THAD Department presents “The Maids”


Brynn Artley

Left to right: Ella Dierberger (Claire) glowers while Stephanie Trypuc (Solange) sulks during a scene rehearsal. The two play the titular characters in Winona State’s fall performance of “The Maids.”

Brynn Artley, Features Reporter

French drama sets the stage for the 2017-2018 season

The Winona State University Theatre Department’s production of the “The Maids” opens this Friday, Sept. 15, ushering viewers into the strange, tragic world of two sisters who fantasize about the murder of their employer through role-play.

Originally written in 1947 by Jean Genet, “The Maids” explores themes of social class and identity through the style of classic absurdist theatre.

The original version is written in French, though this production uses the Benedict Andrews and Andrew Upton translation, which appeared on Broadway in 2014, starring Cate Blanchett and Isabelle Huppert as the titular characters. 

“This translation is different in a lot of ways from the original,” director and associate professor Jim Williams said.  “The original is sort of like the tame version…this is a little more violent.” 

Correspondingly, the production comes with a mature audience advisory.

“It’s not for everybody.

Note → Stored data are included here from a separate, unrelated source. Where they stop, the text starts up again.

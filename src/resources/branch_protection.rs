use anyhow::Context;
use async_trait::async_trait;
use serde::{Deserialize, Serialize};

use crate::{
    addr::RepoChildAddr,
    error::NotFoundExt,
    github_ext::branch_protection::{
        BranchProtectionExt, GitHubBooleanSetting, GitHubBranchProtection, GitHubPullRequestReviewEnforcement,
        GitHubRequiredStatusChecks, RestrictionsRequest, UpdateBranchProtectionRequest,
    },
    resource::{ProviderData, Resource},
    resources::{normalize_opt_set, not_found, observed_bool, observed_set},
    schema::{Attribute, Kind, Schema, Validator},
};

#[derive(Debug, Clone, Default, PartialEq, Serialize, Deserialize)]
#[serde(default)]
pub struct BranchProtectionModel {
    pub repository: String,
    pub branch: String,
    pub enforce_admins: Option<bool>,
    pub required_status_checks_strict: Option<bool>,
    pub required_status_checks_contexts: Option<Vec<String>>,
    pub required_approving_review_count: Option<u32>,
    pub dismiss_stale_reviews: Option<bool>,
    pub require_code_owner_reviews: Option<bool>,
    pub require_last_push_approval: Option<bool>,
    pub required_linear_history: Option<bool>,
    pub allow_force_pushes: Option<bool>,
    pub allow_deletions: Option<bool>,
    pub block_creations: Option<bool>,
    pub required_conversation_resolution: Option<bool>,
    pub lock_branch: Option<bool>,
    pub allow_fork_syncing: Option<bool>,
    pub restrict_pushes_users: Option<Vec<String>>,
    pub restrict_pushes_teams: Option<Vec<String>>,
    pub restrict_pushes_apps: Option<Vec<String>>,
}

fn enabled(setting: &Option<GitHubBooleanSetting>) -> bool {
    setting.as_ref().is_some_and(|s| s.enabled)
}

impl BranchProtectionModel {
    fn to_request(&self) -> UpdateBranchProtectionRequest {
        let required_status_checks = (self.required_status_checks_strict.is_some()
            || self.required_status_checks_contexts.is_some())
        .then(|| GitHubRequiredStatusChecks {
            strict: self.required_status_checks_strict.unwrap_or(false),
            contexts: self.required_status_checks_contexts.clone().unwrap_or_default(),
        });

        let reviews = GitHubPullRequestReviewEnforcement {
            required_approving_review_count: self.required_approving_review_count,
            dismiss_stale_reviews: self.dismiss_stale_reviews,
            require_code_owner_reviews: self.require_code_owner_reviews,
            require_last_push_approval: self.require_last_push_approval,
        };
        let required_pull_request_reviews = (reviews != GitHubPullRequestReviewEnforcement::default()).then_some(reviews);

        let restrictions = (self.restrict_pushes_users.is_some()
            || self.restrict_pushes_teams.is_some()
            || self.restrict_pushes_apps.is_some())
        .then(|| RestrictionsRequest {
            users: self.restrict_pushes_users.clone().unwrap_or_default(),
            teams: self.restrict_pushes_teams.clone().unwrap_or_default(),
            apps: self.restrict_pushes_apps.clone().unwrap_or_default(),
        });

        UpdateBranchProtectionRequest {
            required_status_checks,
            enforce_admins: self.enforce_admins.unwrap_or(false),
            required_pull_request_reviews,
            restrictions,
            required_linear_history: self.required_linear_history.unwrap_or(false),
            allow_force_pushes: self.allow_force_pushes.unwrap_or(false),
            allow_deletions: self.allow_deletions.unwrap_or(false),
            block_creations: self.block_creations.unwrap_or(false),
            required_conversation_resolution: self.required_conversation_resolution.unwrap_or(false),
            lock_branch: self.lock_branch.unwrap_or(false),
            allow_fork_syncing: self.allow_fork_syncing.unwrap_or(false),
        }
    }

    fn apply_remote(mut self, remote: GitHubBranchProtection) -> Self {
        self.enforce_admins = Some(enabled(&remote.enforce_admins));

        match remote.required_status_checks {
            Some(checks) => {
                self.required_status_checks_strict = observed_bool(self.required_status_checks_strict, checks.strict);
                let configured = self.required_status_checks_contexts.is_some();
                self.required_status_checks_contexts =
                    (configured || !checks.contexts.is_empty()).then_some(checks.contexts);
            }
            None => {
                self.required_status_checks_strict = observed_bool(self.required_status_checks_strict, false);
                self.required_status_checks_contexts = self.required_status_checks_contexts.as_ref().map(|_| Vec::new());
            }
        }

        let reviews = remote.required_pull_request_reviews.unwrap_or_default();
        let count = reviews.required_approving_review_count.unwrap_or(0);
        self.required_approving_review_count =
            (count != 0 || self.required_approving_review_count.is_some()).then_some(count);
        self.dismiss_stale_reviews = observed_bool(self.dismiss_stale_reviews, reviews.dismiss_stale_reviews.unwrap_or(false));
        self.require_code_owner_reviews = observed_bool(
            self.require_code_owner_reviews,
            reviews.require_code_owner_reviews.unwrap_or(false),
        );
        self.require_last_push_approval = observed_bool(
            self.require_last_push_approval,
            reviews.require_last_push_approval.unwrap_or(false),
        );

        self.required_linear_history = observed_bool(self.required_linear_history, enabled(&remote.required_linear_history));
        self.allow_force_pushes = observed_bool(self.allow_force_pushes, enabled(&remote.allow_force_pushes));
        self.allow_deletions = observed_bool(self.allow_deletions, enabled(&remote.allow_deletions));
        self.block_creations = observed_bool(self.block_creations, enabled(&remote.block_creations));
        self.required_conversation_resolution = observed_bool(
            self.required_conversation_resolution,
            enabled(&remote.required_conversation_resolution),
        );
        self.lock_branch = observed_bool(self.lock_branch, enabled(&remote.lock_branch));
        self.allow_fork_syncing = observed_bool(self.allow_fork_syncing, enabled(&remote.allow_fork_syncing));

        let restrictions = remote.restrictions.unwrap_or_default();
        self.restrict_pushes_users = observed_set(
            &self.restrict_pushes_users,
            restrictions.users.into_iter().map(|u| u.login).collect(),
        );
        self.restrict_pushes_teams = observed_set(
            &self.restrict_pushes_teams,
            restrictions.teams.into_iter().map(|t| t.slug).collect(),
        );
        self.restrict_pushes_apps = observed_set(
            &self.restrict_pushes_apps,
            restrictions.apps.into_iter().map(|a| a.slug).collect(),
        );
        self
    }
}

pub struct BranchProtectionResource;

impl BranchProtectionResource {
    async fn put(&self, data: &ProviderData, plan: BranchProtectionModel) -> anyhow::Result<BranchProtectionModel> {
        let owner = &data.owner;
        let remote = data
            .client
            .update_branch_protection(owner, &plan.repository, &plan.branch, &plan.to_request())
            .await
            .with_context(|| format!("Failed to protect branch {} on {owner}/{}", plan.branch, plan.repository))?;
        tracing::info!("Set branch protection on {owner}/{}:{}", plan.repository, plan.branch);
        Ok(plan.apply_remote(remote))
    }
}

#[async_trait]
impl Resource for BranchProtectionResource {
    type Model = BranchProtectionModel;

    const TYPE_NAME: &'static str = "github_branch_protection";

    fn schema(&self) -> Schema {
        let users_teams_apps = Kind::set_of(Kind::String);

        Schema::new("Classic branch protection for a single branch.")
            .attr("repository", Attribute::required_string().requires_replace())
            .attr("branch", Attribute::required_string().requires_replace())
            .attr("enforce_admins", Attribute::optional_bool().default(false))
            .attr("required_status_checks_strict", Attribute::optional_bool())
            .attr(
                "required_status_checks_contexts",
                Attribute::optional(Kind::list_of(Kind::String)),
            )
            .attr(
                "required_approving_review_count",
                Attribute::optional(Kind::Int).validate(Validator::IntBetween(0, 6)),
            )
            .attr("dismiss_stale_reviews", Attribute::optional_bool())
            .attr("require_code_owner_reviews", Attribute::optional_bool())
            .attr("require_last_push_approval", Attribute::optional_bool())
            .attr("required_linear_history", Attribute::optional_bool())
            .attr("allow_force_pushes", Attribute::optional_bool())
            .attr("allow_deletions", Attribute::optional_bool())
            .attr("block_creations", Attribute::optional_bool())
            .attr("required_conversation_resolution", Attribute::optional_bool())
            .attr("lock_branch", Attribute::optional_bool())
            .attr("allow_fork_syncing", Attribute::optional_bool())
            .attr("restrict_pushes_users", Attribute::optional(users_teams_apps.clone()))
            .attr("restrict_pushes_teams", Attribute::optional(users_teams_apps.clone()))
            .attr("restrict_pushes_apps", Attribute::optional(users_teams_apps))
    }

    fn modify_plan(&self, _prior: Option<&BranchProtectionModel>, planned: &mut BranchProtectionModel) {
        normalize_opt_set(&mut planned.restrict_pushes_users);
        normalize_opt_set(&mut planned.restrict_pushes_teams);
        normalize_opt_set(&mut planned.restrict_pushes_apps);
    }

    async fn create(&self, data: &ProviderData, plan: BranchProtectionModel) -> anyhow::Result<BranchProtectionModel> {
        self.put(data, plan).await
    }

    async fn read(
        &self,
        data: &ProviderData,
        state: BranchProtectionModel,
    ) -> anyhow::Result<Option<BranchProtectionModel>> {
        let remote = data
            .client
            .get_branch_protection(&data.owner, &state.repository, &state.branch)
            .await
            .or_not_found()
            .with_context(|| {
                format!(
                    "Failed to read branch protection on {}/{}:{}",
                    data.owner, state.repository, state.branch
                )
            })?;
        Ok(remote.map(|remote| state.apply_remote(remote)))
    }

    async fn update(
        &self,
        data: &ProviderData,
        _prior: BranchProtectionModel,
        plan: BranchProtectionModel,
    ) -> anyhow::Result<BranchProtectionModel> {
        self.put(data, plan).await
    }

    async fn delete(&self, data: &ProviderData, state: BranchProtectionModel) -> anyhow::Result<()> {
        data.client
            .delete_branch_protection(&data.owner, &state.repository, &state.branch)
            .await
            .with_context(|| {
                format!(
                    "Failed to remove branch protection on {}/{}:{}",
                    data.owner, state.repository, state.branch
                )
            })?;
        Ok(())
    }

    async fn import(&self, data: &ProviderData, id: &str) -> anyhow::Result<BranchProtectionModel> {
        let addr = RepoChildAddr::from_id_lenient(id)?;
        let state = BranchProtectionModel {
            repository: addr.repo,
            branch: addr.child,
            ..Default::default()
        };
        self.read(data, state).await?.ok_or_else(|| not_found(Self::TYPE_NAME, id))
    }
}

#[cfg(test)]
mod tests {
    use super::*;

    #[test]
    fn unset_sections_stay_null_in_request() {
        let model = BranchProtectionModel {
            repository: "r".into(),
            branch: "main".into(),
            enforce_admins: Some(true),
            ..Default::default()
        };
        let body = serde_json::to_value(model.to_request()).unwrap();
        assert!(body["required_status_checks"].is_null());
        assert!(body["required_pull_request_reviews"].is_null());
        assert!(body["restrictions"].is_null());
        assert_eq!(body["enforce_admins"], true);
    }

    #[test]
    fn review_section_only_sends_set_fields() {
        let model = BranchProtectionModel {
            required_approving_review_count: Some(2),
            restrict_pushes_teams: Some(vec!["core".into()]),
            ..Default::default()
        };
        let body = serde_json::to_value(model.to_request()).unwrap();
        assert_eq!(body["required_pull_request_reviews"]["required_approving_review_count"], 2);
        assert!(body["required_pull_request_reviews"].get("dismiss_stale_reviews").is_none());
        assert_eq!(body["restrictions"]["teams"][0], "core");
        assert_eq!(body["restrictions"]["users"].as_array().unwrap().len(), 0);
    }

    #[test]
    fn unset_attributes_ignore_remote_defaults() {
        let remote: GitHubBranchProtection = serde_json::from_str(
            r#"{
                "enforce_admins": {"enabled": false},
                "required_pull_request_reviews": {"required_approving_review_count": 1, "dismiss_stale_reviews": false},
                "allow_force_pushes": {"enabled": false},
                "required_linear_history": {"enabled": true}
            }"#,
        )
        .unwrap();

        let state = BranchProtectionModel::default().apply_remote(remote);
        assert_eq!(state.enforce_admins, Some(false));
        assert_eq!(state.required_approving_review_count, Some(1));
        assert_eq!(state.dismiss_stale_reviews, None);
        assert_eq!(state.allow_force_pushes, None);
        assert_eq!(state.required_linear_history, Some(true));
        assert_eq!(state.restrict_pushes_users, None);
    }

    #[test]
    fn review_count_tracks_remote_changes() {
        let without_reviews: GitHubBranchProtection =
            serde_json::from_str(r#"{"enforce_admins": {"enabled": true}}"#).unwrap();

        let state = BranchProtectionModel {
            required_approving_review_count: Some(2),
            ..Default::default()
        }
        .apply_remote(without_reviews.clone());
        assert_eq!(state.required_approving_review_count, Some(0));

        let state = BranchProtectionModel::default().apply_remote(without_reviews);
        assert_eq!(state.required_approving_review_count, None);
    }
}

There’s very strong language and adult situations,” Williams said.

The production stars junior theatre and public relations major Stephanie Trypuc as the elder sister, Solange, and senior theatre major Ella Dierberger as Claire, the younger sister. 

The cast received their materials three months prior to starting production, just before they left for summer break. 

“I did a lot of extensive research on the story of the two maids that this story is based off of; the Papin sisters,” Dierberger said.  “I watched a lot of movies and documentaries and did a lot of reading up on them.”

In addition to playing Claire, Dierberger is the show’s producer as part of her senior capstone project. Tasked with finding lighting and set designers, as well as ensuring the rehearsal process runs smoothly, Dierberger is responsible for managing the framework of the show.

“I’m working with a bunch of people. It’s got to be a collaboration, because not everybody can be there on every day,” Dierberger said. 

Dierberger is also given the challenge of crafting a production with an unusual seating arrangement. The production is “in the round,” where the audience surrounds the stage area. 

“It’s just a lot of angles, trying to make sure the audience isn’t lit but all areas of the stage are,” Dierberger said.

Another unique facet of the play is the small

cast size. Only three roles are present in the production. 

“It’s a very intimate, different setting,” Trypuc explained. 

This was a highlight for stage manager Becca Borchardt, a senior theatre and business administration major, who noted, “I think it’s a good show to kind of dip your toe in the water stage-management wise.”

While producing brings its challenges, acting is also demanding due to the mature content of the play, according to Trypuc.

“It’s a really dark show.  A lot of foul language.  I think the content itself was the hardest to overcome,” Trypuc said.  “There was a lot of preparation going into the role, which was very helpful.” 

In addition to Dierberger and Trypuc, assistant professor Heather Williams-Williams joined the cast as Mistress, the sisters’ employer. 

“The rehearsal space is definitely different than the classroom space,” Williams-Williams said.  “It’s a nice juxtaposition for me. It’s nice to kind of come into a rehearsal process and to be [on an] equal playing space with them, part of an ensemble rather than a student-teacher relationship. That’s always a dynamic that’s interesting to explore.” 

Getting to act alongside her professor was a plus for Dierberger, as was the small cast size. 

“It’s been really cool to work basically one-on-one with Jim, our director,” she said. “I feel like we’re getting a lot of acting notes which you wouldn’t necessarily get all the time in a larger production. So it’s helping me expand my vocal range and my physical range.”

The production stretched everyone involved. While the actresses wrestled with their parts, Williams also faced an issue. 

“This is a play about women and I’m the only guy here and I’m directing it,” he explained.  “We said at the beginning, ‘You need to tell me what you’re comfortable with, what you’re not comfortable [with], because there’s a lot of physical action that goes on in this.’” 

Despite the challenges, Williams praised his cast’s work.

“It’s been kind of fun to see how far they’ve grown into the parts,” he said.

The cast and crew said viewers can take away many things from the production. The story meant something different for everyone. 

Williams noted that it explores issues of identity and class differences and Dierberger added that it also explores “how your environment can affect your mental state.”

Trypuc said the story gains its power from reality.

“I think it shows a very devastating perspective of a life that none of us would ever fathom of living. It comes from all those true stories,” Trypuc said.

“The Maids” runs Sept. 15-16 at 7:30 p.m. in the Performing Arts Center’s Dorothy B. Magnus Black Box Theatre. Admission is free for students and $5 for non-students.